Alexis Markowski (born July 13, 2003) is an American former college basketball player for the Nebraska Cornhuskers of the Big Ten Conference.

==Early life and high school career==
Markowski played high school basketball for Lincoln Pius X High School in Lincoln, Nebraska. Markowski was named the Nebraska Gatorade and MaxPreps State High School Player of the Year in 2021, after averaging 23.3 points, 13 rebounds, and two blocks per game while guiding Lincoln Pius X to its second consecutive Class A state championship. As the top rebounder in the state, she recorded 16 double-doubles and grabbed 20 or more rebounds in four games.

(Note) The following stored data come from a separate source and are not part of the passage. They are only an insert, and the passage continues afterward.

//! Minimal CSV reader for published spreadsheet exports.
//!
//! Each line is one row; quoted fields may contain commas and `""` escapes but
//! never line breaks. Malformed quoting degrades instead of failing.

/// One spreadsheet line, one cell per column.
pub type RawRow = Vec<String>;

/// Parse CSV text into rows of trimmed cells.
///
/// Blank lines and rows whose cells are all empty are dropped.
pub fn parse(text: &str) -> Vec<RawRow> {
    text.split('\n')
        .map(|line| line.strip_suffix('\r').unwrap_or(line).trim())
        .filter(|line| !line.is_empty())
        .map(parse_line)
        .filter(|row| row.iter().any(|cell| !cell.is_empty()))
        .collect()
}

fn parse_line(line: &str) -> RawRow {
    let mut row = Vec::new();
    let mut cell = String::new();
    let mut in_quotes = false;
    let mut chars = line.chars().peekable();

    while let Some(ch) = chars.next() {
        if in_quotes {
            if ch == '"' {
                if chars.peek() == Some(&'"') {
                    cell.push('"');
                    chars.next();
                } else {
                    in_quotes = false;
                }
            } else {
                cell.push(ch);
            }
        } else {
            match ch {
                '"' => in_quotes = true,
                ',' => row.push(std::mem::take(&mut cell).trim().to_string()),
                _ => cell.push(ch),
            }
        }
    }

    // Unterminated quotes simply run to the end of the line.
    row.push(cell.trim().to_string());
    row
}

Markowski's father Andy was a forward for the Nebraska Cornhuskers men's basketball team from 1994-95 to 1998-99. As a Husker he served as team captain twice (in 1998 and 1999) and played on four Nebraska postseason teams, contributing to the Huskers' appearance in the 1998 NCAA Tournament and their victory in the 1996 NIT championship.

Markowski initially committed to play college basketball for South Dakota State Jackrabbits but on August 17, 2020 she announced she would commit to Nebraska Cornhuskers.

==College career==
Markowski was named Big Ten Freshman of the Year and was the only unanimous pick for the Big Ten All-Freshman Team by the league's coaches. Additionally, she earned second-team All-Big Ten honors after claiming eight Big Ten Freshman-of-the-Week awards. As a sophomore, Markowski captured second-team All-Big Ten honors for the second straight season while being the only Big Ten player to average a double-double (12.4 ppg, 10.2 rpg) during the regular season. In her Junior season, Markowski captured first-team All-Big Ten honors. She also earned a spot on the Big Ten All-Tournament Team after leading Nebraska to the Big Ten Championship Game. As a senior, Markowski earned first-team All-Big Ten recognition from the conference media and second-team All-Big Ten honors from coaches. She ended her career as the first Husker women's basketball player to win four first- or second-team all-conference honors. Markowski was a three-time nominee for the Lisa Leslie Award, being named a finalist in her senior season.

==Career statistics==

===College===

| Year | Team | GP | GS | MPG | FG% | 3P% | FT% | RPG | APG | SPG | BPG | TO | PPG |
| 2021–22 | Nebraska | 33 | 20 | 21.6 | 49.2 | 50.0 | 65.9 | 8.0 | 0.5 | 0.8 | 0.5 | 1.5 | 12.8 |
| 2022–23 | Nebraska | 33 | 32 | 27.3 | 43.3 | 32.9 | 61.1 | 9.8 | 1.1 | 0.9 | 0.9 | 2.2 | 11.9 |
| 2023–24 | Nebraska | 35 | 35 | 28.9 | 46.7 | 29.6 | 71.1 | 10.5 | 1.3 | 0.7 | 0.3 | 1.9 | 15.7 |
| 2024–25 | Nebraska | 33 | 33 | 26.5 | 47.6 | 31.5 | 67.5 | 8.0 | 1.5 | 0.5 | 0.9 | 1.7 | 16.3 |
| Career |  | 134 | 120 | 26.1 | 46.7 | 34.3 | 66.5 | 9.1 | 1.1 | 0.7 | 0.7 | 1.8 | 14.2 |
Statistics retrieved from Sports-Reference.